Una lite, avvenuta il 6 giugno, tra un chirurgo e la sua assistente. Ad aggravare la situazione, ci sarebbe il fatto che il paziente in quel momento sul tavolo della sala operatoria sarebbe morto. Non ci sarebbero però elementi per collegare il decesso alla lite.

Nel video si sente la voce femminile dell’assistente: “Si vergogni lei, invece”. Frase a cui il medico replica: “Togliti dal c… Te ne devi andare e non ti voglio mai più vedere in sala operatoria”. Quidi si sente un rumore, come di un colpo, che alcune fonti descrivono come uno schiaffo, altre come un pugno. La donna che dice: “Va bene”. E poi esce. Sarebbe andata in Pronto soccorso, ricevendo una prognosi di 15 giorni.

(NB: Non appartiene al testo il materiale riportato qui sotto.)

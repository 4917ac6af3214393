//! Email Address

use std::{borrow::Borrow, fmt};

use lazy_static::lazy_static;
use regex::Regex;
use serde::{Serialize, Serializer};
use thiserror::Error;

use EmailAddressError::*;

lazy_static! {
    static ref EMAIL_REGEX: Regex = Regex::new(r"^[^@\s]+@[^@\s]+\.[^@\s]+$").unwrap();
}

/// An error that can occur when creating an email address
#[derive(Debug, Error, PartialEq, Eq)]
pub enum EmailAddressError {
    /// The email address is empty
    #[error("email is empty")]
    EmptyEmailAddress,

    /// The email address is invalid
    #[error("email is invalid")]
    InvalidEmailAddress,
}

/// An email address with a `local@domain.tld` shape.
///
/// Equality is case-sensitive: `A@x.com` and `a@x.com` are distinct addresses.
#[derive(Clone, Debug, PartialEq, Eq, Hash, PartialOrd, Ord)]
pub struct EmailAddress(String);

impl EmailAddress {
    /// Create a new email address
    pub fn new(raw: &str) -> Result<Self, EmailAddressError> {
        let trimmed = raw.trim();

        if trimmed.is_empty() {
            return Err(EmptyEmailAddress);
        }

        if !EMAIL_REGEX.is_match(trimmed) {
            return Err(InvalidEmailAddress);
        }

        Ok(Self(trimmed.to_string()))
    }

    /// Create an email address without checking its shape
    #[cfg(test)]
    pub fn new_unchecked(raw: &str) -> Self {
        Self(raw.to_string())
    }

    /// The address as a string slice
    pub fn as_str(&self) -> &str {
        &self.0
    }
}

impl fmt::Display for EmailAddress {
    fn fmt(&self, f: &mut fmt::Formatter<'_>) -> fmt::Result {
        write!(f, "{}", self.0)
    }
}

impl Borrow<str> for EmailAddress {
    fn borrow(&self) -> &str {
        &self.0
    }
}

impl From<EmailAddress> for String {
    fn from(email: EmailAddress) -> Self {
        email.0
    }
}

impl Serialize for EmailAddress {
    fn serialize<S: Serializer>(&self, serializer: S) -> Result<S::Ok, S::Error> {
        serializer.serialize_str(&self.0)
    }
}

#[cfg(test)]
mod tests {
    use testresult::TestResult;

    use super::*;

    #[test]
    fn test_email_address_display() -> TestResult {
        let email = EmailAddress::new("email@example.com")?;

        assert_eq!(format!("{}", email), "email@example.com".to_string());

        Ok(())
    }

    #[test]
    fn test_email_address_is_trimmed() -> TestResult {
        let email = EmailAddress::new("  email@example.com \n")?;

        assert_eq!(email.as_str(), "email@example.com");

        Ok(())
    }

    #[test]
    fn test_empty_email_address_is_invalid() {
        let result = EmailAddress::new("   ");
        assert!(matches!(result, Err(EmptyEmailAddress)));
    }

    #[test]
    fn test_email_address_without_at_symbol_is_invalid() {
        let result = EmailAddress::new("email.example.com");
        assert!(matches!(result, Err(InvalidEmailAddress)));
    }

    #[test]
    fn test_email_address_without_dot_in_domain_is_invalid() {
        let result = EmailAddress::new("email@localhost");
        assert!(matches!(result, Err(InvalidEmailAddress)));
    }

    #[test]
    fn test_email_address_with_two_at_symbols_is_invalid() {
        assert!(EmailAddress::new("a@b@example.com").is_err());
        assert!(EmailAddress::new("a b@example.com").is_err());
        assert!(EmailAddress::new("@example.com").is_err());
    }

    #[test]
    fn test_email_addresses_are_case_sensitive() -> TestResult {
        assert_ne!(
            EmailAddress::new("A@x.com")?,
            EmailAddress::new("a@x.com")?
        );

        Ok(())
    }

    #[test]
    fn test_valid_email_to_string() -> TestResult {
        let email = EmailAddress::new("email@example.com")?;

        assert_eq!(String::from(email), "email@example.com".to_string());

        Ok(())
    }
}
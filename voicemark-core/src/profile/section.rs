use std::fmt;

use serde::{Deserialize, Serialize};
use strum::VariantArray;

use crate::profile::StyleProfile;

/// The seven questionnaire sections, in presentation order.
#[derive(
    Debug, Clone, Copy, PartialEq, Eq, Hash, Serialize, Deserialize, strum::VariantArray,
)]
pub enum Section {
    StyleOverview,
    ToneAndVoice,
    ReaderEngagement,
    FormatAndStructure,
    LanguagePreferences,
    KeyInstructions,
    ReferenceContent,
}

impl Section {
    /// Every section, in presentation order.
    pub fn all() -> &'static [Section] {
        Section::VARIANTS
    }

    /// 1-based position shown to the user.
    pub fn index(self) -> u8 {
        match self {
            Section::StyleOverview => 1,
            Section::ToneAndVoice => 2,
            Section::ReaderEngagement => 3,
            Section::FormatAndStructure => 4,
            Section::LanguagePreferences => 5,
            Section::KeyInstructions => 6,
            Section::ReferenceContent => 7,
        }
    }

    pub fn from_index(index: u8) -> Option<Section> {
        Section::VARIANTS
            .iter()
            .copied()
            .find(|section| section.index() == index)
    }

    pub fn title(self) -> &'static str {
        match self {
            Section::StyleOverview => "Writing Style Overview",
            Section::ToneAndVoice => "Tone and Voice",
            Section::ReaderEngagement => "Engagement with the Reader",
            Section::FormatAndStructure => "Format and Structure",
            Section::LanguagePreferences => "Language Preferences",
            Section::KeyInstructions => "Key Instructions",
            Section::ReferenceContent => "Reference Content",
        }
    }

    pub fn description(self) -> &'static str {
        match self {
            Section::StyleOverview => "Tell us about your overall writing style and approach.",
            Section::ToneAndVoice => {
                "Help us understand the tone and voice that makes your writing unique."
            }
            Section::ReaderEngagement => {
                "Tell us how you engage with your readers through your writing."
            }
            Section::FormatAndStructure => {
                "Tell us about your preferences for formatting and structuring your content."
            }
            Section::LanguagePreferences => "Tell us about your language preferences and style.",
            Section::KeyInstructions => {
                "Provide specific instructions for how your content should be formatted."
            }
            Section::ReferenceContent => {
                "Provide examples of your writing to help the AI better understand your style."
            }
        }
    }
}

impl fmt::Display for Section {
    fn fmt(&self, f: &mut fmt::Formatter<'_>) -> fmt::Result {
        write!(f, "{}", self.title())
    }
}

impl StyleProfile {
    /// True when every required answer in the section has been given.
    ///
    /// Sections 1-6 check the stored value exactly as entered, so an answer
    /// of whitespace counts. The reference section is the exception: it needs
    /// at least one sample that survives trimming.
    pub fn is_section_complete(&self, section: Section) -> bool {
        match section {
            Section::StyleOverview => all_answered(&[
                &self.writing_style,
                &self.spontaneity_level,
                &self.expressiveness,
                &self.elaboration_style,
                &self.rhythmic_elements,
            ]),
            Section::ToneAndVoice => {
                all_answered(&[
                    &self.authenticity_level,
                    &self.strength_balance,
                    &self.fluidity_level,
                ]) && !self.personality_traits.is_empty()
            }
            Section::ReaderEngagement => all_answered(&[
                &self.emotional_connection,
                &self.progression_style,
                &self.reader_addressing,
                &self.persuasion_level,
            ]),
            Section::FormatAndStructure => all_answered(&[
                &self.paragraph_length,
                &self.use_of_bullet_points,
                &self.heading_frequency,
                &self.transition_style,
            ]),
            Section::LanguagePreferences => all_answered(&[
                &self.dialect_preference,
                &self.sentence_complexity,
                &self.vocabulary_range,
                &self.industry_jargon,
            ]),
            // Custom instructions are optional, so they never gate the section
            Section::KeyInstructions => all_answered(&[
                &self.use_emojis,
                &self.use_hashtags,
                &self.character_limit,
            ]),
            Section::ReferenceContent => self
                .reference_samples
                .iter()
                .any(|sample| !sample.trim().is_empty()),
        }
    }

    /// First section, in order, still missing an answer.
    pub fn first_incomplete_section(&self) -> Option<Section> {
        Section::VARIANTS
            .iter()
            .copied()
            .find(|&section| !self.is_section_complete(section))
    }

    pub fn is_complete(&self) -> bool {
        self.first_incomplete_section().is_none()
    }
}

fn all_answered(fields: &[&String]) -> bool {
    fields.iter().all(|field| !field.is_empty())
}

Ora il presidente della Regione Lazio, Francesco Rocca, promette sanzioni nei confronti del medico: “Abbiamo convocato la commissione disciplinare per la prossima settimana. Spero che faccia altrettanto l’Ordine dei medici. Questo chirurgo che ha pronunciato certe frasi e picchiato la sua assistente non deve più entrare in sala operatoria, né entrare in contatto con gli studenti”.

Il chirurgo in questione è Giuseppe Sica, professore ordinario di Chirurgia a Tor Vergata. Il direttore sanitario Andrea Magrini conferma: “C’è un’indagine interna. Abbiamo chiesto delle relazioni agli interessati e li abbiamo convocati per lunedì. I chirurghi vivono situazioni di tensione e di stress. Bisogna capire cosa è avvenuto”. E il paziente dell’operazione? Magrini resta sibillino: “Questo non glielo dico, per ora”.

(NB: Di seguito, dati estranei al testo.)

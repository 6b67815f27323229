//! Prompt assembly. Pure string building: same profile and request in,
//! byte-identical prompt out. Nothing here talks to a provider.

use crate::generate::request::{ContentRequest, PostLength};
use crate::profile::{filter_reference_samples, StyleProfile};

const PREAMBLE: &str =
    "You are a professional content writer who specializes in matching the user's writing style.";
const PROFILE_HEADER: &str = "USER'S WRITING STYLE PROFILE:";
const NONE_PROVIDED: &str = "None provided";
const NO_KEYWORDS: &str = "No specific keywords required";

/// Builds the system prompt: preamble, the full profile rendered section by
/// section, surviving reference samples, then the task, requirements and
/// policy blocks. Profile values and the topic are interpolated verbatim,
/// with no escaping.
pub fn compile_system_prompt(profile: &StyleProfile, request: &ContentRequest) -> String {
    let mut blocks = vec![
        PREAMBLE.to_string(),
        PROFILE_HEADER.to_string(),
        profile_block(profile),
    ];
    if let Some(references) = reference_block(&profile.reference_samples) {
        blocks.push(references);
    }
    blocks.push(task_block(request));
    blocks.push(requirements_block(request));
    blocks.push(important_block(request));
    blocks.join("\n\n")
}

/// The short per-request instruction sent alongside the system prompt.
pub fn compile_user_prompt(request: &ContentRequest) -> String {
    format!(
        "Generate {} content about: {}",
        request.platform, request.topic
    )
}

/// Wording for the requested length band. Everything outside the known
/// bands gets the long wording.
pub fn length_requirement(length: &PostLength) -> &'static str {
    match length {
        PostLength::Short => "Short (around 100-150 words)",
        PostLength::Medium => "Medium (around 150-250 words)",
        PostLength::Long | PostLength::Other(_) => "Long (around 250-350 words)",
    }
}

fn profile_block(profile: &StyleProfile) -> String {
    let custom_instructions = if profile.custom_instructions.trim().is_empty() {
        NONE_PROVIDED
    } else {
        profile.custom_instructions.as_str()
    };
    format!(
        r#"1. Writing Style Overview:
- Overall Style: {writing_style}
- Spontaneity Level: {spontaneity_level}
- Expressiveness: {expressiveness}
- Elaboration Style: {elaboration_style}
- Rhythmic Elements: {rhythmic_elements}

2. Tone and Voice:
- Authenticity Level: {authenticity_level}
- Strength Balance: {strength_balance}
- Fluidity Level: {fluidity_level}
- Personality Traits: {personality_traits}

3. Engagement with the Reader:
- Emotional Connection: {emotional_connection}
- Progression Style: {progression_style}
- Reader Addressing: {reader_addressing}
- Persuasion Level: {persuasion_level}

4. Format and Structure:
- Paragraph Length: {paragraph_length}
- Use of Bullet Points: {use_of_bullet_points}
- Heading Frequency: {heading_frequency}
- Transition Style: {transition_style}

5. Language Preferences:
- Dialect Preference: {dialect_preference}
- Sentence Complexity: {sentence_complexity}
- Vocabulary Range: {vocabulary_range}
- Industry Jargon: {industry_jargon}

6. Key Instructions:
- Use of Emojis: {use_emojis}
- Use of Hashtags: {use_hashtags}
- Character Limit Preference: {character_limit}
- Additional Instructions: {custom_instructions}"#,
        writing_style = profile.writing_style,
        spontaneity_level = profile.spontaneity_level,
        expressiveness = profile.expressiveness,
        elaboration_style = profile.elaboration_style,
        rhythmic_elements = profile.rhythmic_elements,
        authenticity_level = profile.authenticity_level,
        strength_balance = profile.strength_balance,
        fluidity_level = profile.fluidity_level,
        personality_traits = profile.personality_traits.join(", "),
        emotional_connection = profile.emotional_connection,
        progression_style = profile.progression_style,
        reader_addressing = profile.reader_addressing,
        persuasion_level = profile.persuasion_level,
        paragraph_length = profile.paragraph_length,
        use_of_bullet_points = profile.use_of_bullet_points,
        heading_frequency = profile.heading_frequency,
        transition_style = profile.transition_style,
        dialect_preference = profile.dialect_preference,
        sentence_complexity = profile.sentence_complexity,
        vocabulary_range = profile.vocabulary_range,
        industry_jargon = profile.industry_jargon,
        use_emojis = profile.use_emojis,
        use_hashtags = profile.use_hashtags,
        character_limit = profile.character_limit,
        custom_instructions = custom_instructions,
    )
}

// Numbering runs over the surviving samples, so blanks never leave gaps.
fn reference_block(samples: &[String]) -> Option<String> {
    let kept = filter_reference_samples(samples);
    if kept.is_empty() {
        return None;
    }
    let entries = kept
        .iter()
        .enumerate()
        .map(|(i, sample)| format!("Reference Example {}:\n{}", i + 1, sample))
        .collect::<Vec<_>>()
        .join("\n\n");
    Some(format!("REFERENCE CONTENT:\n{entries}"))
}

fn task_block(request: &ContentRequest) -> String {
    format!(
        "TASK:\nGenerate professional content for {} about the following topic: \"{}\"",
        request.platform, request.topic
    )
}

fn requirements_block(request: &ContentRequest) -> String {
    let keywords = if request.keywords.is_empty() {
        NO_KEYWORDS.to_string()
    } else {
        request.keywords.join(", ")
    };
    let hashtags = if request.include_hashtags {
        "Include relevant hashtags at the end"
    } else {
        "Do not include hashtags"
    };
    let call_to_action = if request.include_call_to_action {
        "Include a call to action at the end"
    } else {
        "No call to action needed"
    };
    format!(
        r#"REQUIREMENTS:
- Length: {length}
- Keywords to include: {keywords}
- {hashtags}
- {call_to_action}
- Follow {platform}'s best practices for professional content
- The content should sound authentic and match the user's writing style as described above
- Format the content with appropriate spacing for readability"#,
        length = length_requirement(&request.post_length),
        keywords = keywords,
        hashtags = hashtags,
        call_to_action = call_to_action,
        platform = request.platform,
    )
}

fn important_block(request: &ContentRequest) -> String {
    format!(
        r#"IMPORTANT:
- The content should sound like it was written by the user, not by AI
- Maintain the user's unique voice and style based on their profile and reference content
- Ensure the content is professional and appropriate for {platform}"#,
        platform = request.platform,
    )
}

Il diretto interessato, tuttavia, nega tutto: “Mai dato un pugno in tutta la mia vita. A nessuno. Sono un privato cittadino e lei pure. Abbiamo avuto un confronto, benché aspro. Ci siamo chiariti e sono fatti nostri”. La dottoressa, tramite i suoi legali, commenta: “È una questione personale tra colleghi che si conoscono e lavorano insieme da oltre dieci anni. È una vicenda privata, che chiariremo io e lui”.

Secondo il Comitato di garanzia interno, invece, si tratta di “un atto di violenza di un professionista uomo su una donna”.

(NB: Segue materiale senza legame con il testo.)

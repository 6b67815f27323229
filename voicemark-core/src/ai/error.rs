use thiserror::Error;

/// Failures crossing the gateway boundary. Callers decide what to do with
/// them; the engine swallows every variant into the fallback message.
#[derive(Error, Debug)]
pub enum GatewayError {
    #[error("no API key configured for {0}")]
    MissingApiKey(&'static str),

    #[error("request to generation provider failed: {0}")]
    Transport(#[from] reqwest::Error),

    #[error("provider returned status {status}: {message}")]
    Provider { status: u16, message: String },

    #[error("malformed provider response: {0}")]
    MalformedResponse(String),
}
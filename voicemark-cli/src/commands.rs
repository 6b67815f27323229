use std::str::FromStr;
use std::time::Duration;

use anyhow::{anyhow, bail, Result};
use indicatif::ProgressBar;

use voicemark_core::generate::{
    parse_keywords, ContentGenerator, ContentRequest, Platform, PostLength,
};
use voicemark_core::store::ProfileStore;

#[derive(clap::Args, Debug)]
pub struct GenerateArgs {
    /// What the post should be about
    pub topic: String,

    /// Comma-separated keywords to work into the post
    #[arg(long, default_value = "")]
    pub keywords: String,

    /// Post length: short, medium, or long
    #[arg(long, default_value = "medium")]
    pub length: String,

    /// Target platform (linkedin, twitter, facebook, instagram, blog, email)
    #[arg(long, default_value = "linkedin")]
    pub platform: String,

    /// Leave hashtags out of the post
    #[arg(long)]
    pub no_hashtags: bool,

    /// Leave the closing call to action out of the post
    #[arg(long)]
    pub no_call_to_action: bool,
}

pub fn build_request(args: &GenerateArgs) -> Result<ContentRequest> {
    let topic = args.topic.trim();
    if topic.is_empty() {
        bail!("Topic must not be empty");
    }

    let platform = Platform::from_str(&args.platform).map_err(|_| {
        let known = Platform::all()
            .iter()
            .map(|platform| platform.to_string())
            .collect::<Vec<_>>()
            .join(", ");
        anyhow!(
            "Unknown platform '{}' (expected one of: {known})",
            args.platform
        )
    })?;

    Ok(ContentRequest {
        topic: topic.to_string(),
        keywords: parse_keywords(&args.keywords),
        post_length: PostLength::parse(&args.length),
        platform,
        include_hashtags: !args.no_hashtags,
        include_call_to_action: !args.no_call_to_action,
    })
}

pub async fn generate(generator: &ContentGenerator, request: &ContentRequest) {
    let spinner = ProgressBar::new_spinner();
    spinner.set_message(format!("Writing {} content...", request.platform));
    spinner.enable_steady_tick(Duration::from_millis(80));

    let content = generator.generate(request).await;

    spinner.finish_and_clear();
    println!("{content}");
}

pub fn show_profile(store: &dyn ProfileStore) -> Result<()> {
    match store.get()? {
        Some(profile) => println!("{}", serde_json::to_string_pretty(&profile)?),
        None => println!("No profile saved. Run `voicemark profile edit` to create one."),
    }
    Ok(())
}

pub fn clear_profile(store: &dyn ProfileStore) -> Result<()> {
    store.delete()?;
    println!("Profile cleared.");
    Ok(())
}
pub mod engine;
pub mod request;

pub use engine::{save_profile, ContentGenerator, ProfileError, GENERATION_FALLBACK, PROFILE_TTL};
pub use request::{parse_keywords, ContentRequest, Platform, PostLength};
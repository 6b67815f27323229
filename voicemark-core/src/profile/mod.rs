pub mod catalog;
pub mod persist;
pub mod section;

pub use persist::{prepare_for_storage, StoredProfile};
pub use section::Section;

use serde::{Deserialize, Serialize};

/// A user's writing-voice questionnaire answers.
///
/// Values are carried exactly as collected. The prompt compiler interpolates
/// them verbatim and never checks them against the option catalogs, so a
/// profile restored from an older store keeps working even if the catalogs
/// change.
#[derive(Debug, Clone, Default, PartialEq, Serialize, Deserialize)]
pub struct StyleProfile {
    // Writing style overview
    pub writing_style: String,
    pub spontaneity_level: String,
    pub expressiveness: String,
    pub elaboration_style: String,
    pub rhythmic_elements: String,

    // Tone and voice
    pub authenticity_level: String,
    pub strength_balance: String,
    pub fluidity_level: String,
    pub personality_traits: Vec<String>,

    // Engagement with the reader
    pub emotional_connection: String,
    pub progression_style: String,
    pub reader_addressing: String,
    pub persuasion_level: String,

    // Format and structure
    pub paragraph_length: String,
    pub use_of_bullet_points: String,
    pub heading_frequency: String,
    pub transition_style: String,

    // Language preferences
    pub dialect_preference: String,
    pub sentence_complexity: String,
    pub vocabulary_range: String,
    pub industry_jargon: String,

    // Key instructions
    pub use_emojis: String,
    pub use_hashtags: String,
    pub character_limit: String,
    pub custom_instructions: String,

    // Working copy only; stripped before storage
    pub reference_samples: Vec<String>,
}

impl StyleProfile {
    /// The profile used when nothing has been saved yet. Generation must
    /// always produce something, so these stand in for real answers.
    pub fn builtin_default() -> Self {
        Self {
            writing_style: "conversational".to_string(),
            spontaneity_level: "balanced".to_string(),
            expressiveness: "expressive".to_string(),
            elaboration_style: "moderate-detail".to_string(),
            rhythmic_elements: "occasionally".to_string(),
            authenticity_level: "very-authentic".to_string(),
            strength_balance: "confident".to_string(),
            fluidity_level: "dynamic".to_string(),
            personality_traits: vec![
                "Thoughtful".to_string(),
                "Curious".to_string(),
                "Friendly".to_string(),
            ],
            emotional_connection: "balanced".to_string(),
            progression_style: "logical".to_string(),
            reader_addressing: "second-person".to_string(),
            persuasion_level: "moderately-persuasive".to_string(),
            paragraph_length: "medium".to_string(),
            use_of_bullet_points: "sometimes".to_string(),
            heading_frequency: "moderate".to_string(),
            transition_style: "smooth".to_string(),
            dialect_preference: "american".to_string(),
            sentence_complexity: "mixed".to_string(),
            vocabulary_range: "varied".to_string(),
            industry_jargon: "moderate".to_string(),
            use_emojis: "sometimes".to_string(),
            use_hashtags: "end-only".to_string(),
            character_limit: "medium".to_string(),
            custom_instructions: String::new(),
            reference_samples: vec![
                "Sample content that demonstrates the user's writing style.".to_string(),
            ],
        }
    }

    /// Copy of the profile with blank reference samples removed.
    pub fn with_filtered_samples(&self) -> Self {
        let mut profile = self.clone();
        profile.reference_samples = filter_reference_samples(&self.reference_samples);
        profile
    }
}

/// Drops samples that are blank after trimming. Surviving entries keep their
/// original text and relative order.
pub fn filter_reference_samples(samples: &[String]) -> Vec<String> {
    samples
        .iter()
        .filter(|sample| !sample.trim().is_empty())
        .cloned()
        .collect()
}

#[cfg(test)]
mod tests {
    use super::*;

    #[test]
    fn filter_drops_blank_samples_and_keeps_order() {
        let samples = vec![
            "first".to_string(),
            "   ".to_string(),
            String::new(),
            "\n\t".to_string(),
            "second".to_string(),
        ];
        assert_eq!(
            filter_reference_samples(&samples),
            vec!["first".to_string(), "second".to_string()]
        );
    }

    #[test]
    fn filter_preserves_surrounding_whitespace_of_kept_samples() {
        let samples = vec!["  padded content  ".to_string()];
        assert_eq!(
            filter_reference_samples(&samples),
            vec!["  padded content  ".to_string()]
        );
    }

    #[test]
    fn builtin_default_is_fully_answered() {
        let profile = StyleProfile::builtin_default();
        assert!(profile.is_complete());
        assert_eq!(
            profile.personality_traits,
            vec!["Thoughtful", "Curious", "Friendly"]
        );
    }

    #[test]
    fn with_filtered_samples_leaves_other_fields_alone() {
        let mut profile = StyleProfile::builtin_default();
        profile.reference_samples = vec!["keep".to_string(), " ".to_string()];
        let filtered = profile.with_filtered_samples();
        assert_eq!(filtered.reference_samples, vec!["keep".to_string()]);
        assert_eq!(filtered.writing_style, profile.writing_style);
    }
}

I chiarimenti del diretto interessato

“In sala operatoria si combatte per la vita e io sono responsabile. Riconosco che i toni usati nei confronti di una collega assistente durante quell’intervento, protrattosi per oltre cinque ore, sono stati eccessivi”. Così, in una nota, il professor Giuseppe Sica, docente ordinario di Chirurgia.

Sempre Sica: “In sala operatoria si combatte per la vita. E io voglio vincere, sempre. Viviamo in un mondo che spesso sembra capovolto. Un mondo dove si giudica con superficialità ciò che non si conosce. Eppure ci sono luoghi, come la sala operatoria, in cui non si può permettere né leggerezza né approssimazione”.

E ancora: “Mi trovo a intervenire pubblicamente perché sento il dovere di raccontare cosa accade davvero quando si entra in sala operatoria per affrontare un caso clinico complesso, come quello su cui stavo operando di recente. Un intervento lungo, delicato, che richiedeva altissima concentrazione e prontezza di riflessi”.

Prosegue il dottro Sica: “Come chirurgo capo-equipe, operavo attraverso una consolle robotica, strumento all’avanguardia che consente precisione millimetrica. Al tavolo operatorio, come avviene in tutte le strutture moderne, erano presenti colleghi assistenti, professionisti, donne o uomini non fa differenza, il cui compito è agire in piena sinergia con chi guida l’intervento. La sala operatoria è un teatro: un atto unico, irripetibile. È il fronte dove si combatte davvero tra la vita e la morte. In quei momenti, ogni secondo conta”

Conclude il chirurgo: “La responsabilità è mia, totalmente mia. Anche se qualcuno inciampa, anche se qualcosa non funziona, anche se si avvicina il pericolo. E se percepisco un rischio concreto per il paziente, è mio dovere reagire. Sì, anche con fermezza. Sì, anche con durezza. Il nostro ordinamento giuridico chiama questo comportamento ‘stato di necessità’, ed è un’esimente assoluta. In quei momenti si fa ciò che serve per salvare una vita. Punto”.